Members from Engineers for a Sustainable World displayed their plans for a programmable, hydroponic garden.Members from Engineers for a Sustainable World displayed their plans for a programmable, hydroponic garden.
Jacob Morgan tells a visitor about his kite-powered, aerial photography device.Jacob Morgan tells a visitor about his kite-powered, aerial photography device.
Elaine Shen demonstrated her SPAC-Man app, which helps beginners navigate the gym.Elaine Shen demonstrated her SPAC-Man app, which helps beginners navigate the gym.
Saskia Wiesebron displayed cardboard chairs that she designed for the Northwestern Library.Saskia Wiesebron displayed cardboard chairs that she designed for the Northwestern Library.

When sophomore Jacob Morgan backpacked through the Pictured Rocks in Michigan’s Upper Peninsula last summer, he felt weighed down by his hiking and photography equipment.

“I had a need for lighter, easier equipment,” said Morgan, who is majoring in Manufacturing and Design Engineering (MaDE). “But I realized that what I needed did not exist.”

Morgan decided to take design into his own hands and meet his needs with his own creations.

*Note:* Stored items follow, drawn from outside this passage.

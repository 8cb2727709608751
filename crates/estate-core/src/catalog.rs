//! Listing session: search state, fetch bookkeeping, and the current page.
//!
//! Ties the [`SearchController`] to the data source contract. Each fetch is
//! tagged with a [`RequestId`]; only the latest one may update the page.

use tracing::{debug, warn};

use estate_model::{PaginatedResult, Property, PropertyFilters, SortOption};

use crate::controller::{PriceBounds, SearchController};
use crate::listing::ListingContent;
use crate::request::{RequestId, RequestTracker};

/// A list fetch to perform.
#[derive(Debug, Clone, PartialEq)]
pub struct ListRequest {
    /// Tag to hand back with the response.
    pub id: RequestId,
    /// Parameters to send.
    pub filters: PropertyFilters,
}

/// State behind the listing view.
#[derive(Debug, Clone, Default)]
pub struct CatalogSession {
    controller: SearchController,
    tracker: RequestTracker,
    loading: bool,
    failure: Option<String>,
    result: PaginatedResult,
}

impl CatalogSession {
    /// Create a session with the given page size.
    pub fn new(page_size: u32) -> Self {
        Self {
            controller: SearchController::new(page_size),
            ..Default::default()
        }
    }

    /// Search state.
    pub fn controller(&self) -> &SearchController {
        &self.controller
    }

    /// Whether a fetch is in flight.
    pub fn is_loading(&self) -> bool {
        self.loading
    }

    /// Message of the last failed fetch.
    pub fn failure(&self) -> Option<&str> {
        self.failure.as_deref()
    }

    /// Last page received.
    pub fn result(&self) -> &PaginatedResult {
        &self.result
    }

    /// Start a fetch for the current filters. Earlier fetches become stale.
    pub fn begin_fetch(&mut self) -> ListRequest {
        let id = self.tracker.issue();
        self.loading = true;
        self.failure = None;
        let filters = self.controller.filters().clone();
        debug!(request = %id, page = filters.page, "Issuing property list request");
        ListRequest { id, filters }
    }

    /// Apply a fetch result. Returns `false` when the response was stale and
    /// got discarded.
    pub fn finish_fetch(&mut self, id: RequestId, result: Result<PaginatedResult, String>) -> bool {
        if !self.tracker.complete(id) {
            debug!(request = %id, "Discarding stale property list response");
            return false;
        }
        self.loading = false;
        match result {
            Ok(page) => {
                self.result = page;
                self.failure = None;
            }
            Err(message) => {
                warn!(request = %id, error = %message, "Property list request failed");
                self.result = PaginatedResult::default();
                self.failure = Some(message);
            }
        }
        true
    }

    /// Whether the last fetch failed and nothing newer is in flight.
    pub fn needs_retry(&self) -> bool {
        self.failure.is_some() && !self.loading
    }

    /// Commit a search query. Returns whether a fetch is needed.
    ///
    /// After a failure any commit refetches, even with unchanged filters.
    pub fn set_search_query(&mut self, text: &str) -> bool {
        self.controller.set_search_query(text) || self.needs_retry()
    }

    /// Commit price bounds. Returns whether a fetch is needed.
    pub fn set_price_range(&mut self, bounds: PriceBounds) -> bool {
        self.controller.set_price_range(bounds) || self.needs_retry()
    }

    /// Go to a page. Returns whether a fetch is needed.
    pub fn set_page(&mut self, page: u32) -> bool {
        self.controller.set_page(page) || self.needs_retry()
    }

    /// Change the sort key. The current page is re-ordered in place.
    pub fn set_sort_option(&mut self, sort: SortOption) {
        self.controller.set_sort_option(sort);
    }

    /// Items of the current page in display order.
    pub fn visible_items(&self) -> Vec<&Property> {
        self.controller.sort().sorted(&self.result.items)
    }

    /// What the listing area should show.
    pub fn content(&self) -> ListingContent<'_> {
        ListingContent::new(self.loading, self.failure.is_some(), self.visible_items())
    }

    /// Stop waiting for the in-flight fetch.
    pub fn teardown(&mut self) {
        self.tracker.cancel();
        self.loading = false;
    }
}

His lightweight, versatile outdoor photography equipment was one of the projects on display at the Segal Design Institute’s Design Expo on Friday, June 3. Hosted by Design for America, the quarterly showcase featured portfolios and projects by undergraduate and graduate students from several of Segal’s programs.

For students who did not yet have plans for after graduation, the expo provided an opportunity to meet with representatives from some top Chicago-area design companies. Faculty and students also circulated the events to view projects and ask questions.

Morgan displayed two projects, which were popular stops at the expo. One combined a kite with a GoPro camera to enable aerial photography. His second project was a fully functional camera tri-pod that used hiking poles as its legs.

“If you’re already carrying hiking poles, then why bring more for the tripod? Use what you have,” said Morgan, who plans to further test his designs this summer when hiking in Wyoming and along the John Muir Trail in California. “I aim to give photographers compact, lightweight solutions and versatility in the field.”

A selection of other displayed projects included:

  • A programmable hydroponics system for growing plants in a closely monitored environment (Engineers for a Sustainable World)
  • SPAC-Man, an app that helps beginners learn how to use fitness machines through audio and video tutorials (Segal Design Certificate)
  • Sustainable furniture crafted out of cardboard for public spaces (Segal Design Certificate)
  • An interactive, web interface that helps students plan research projects (Delta Lab)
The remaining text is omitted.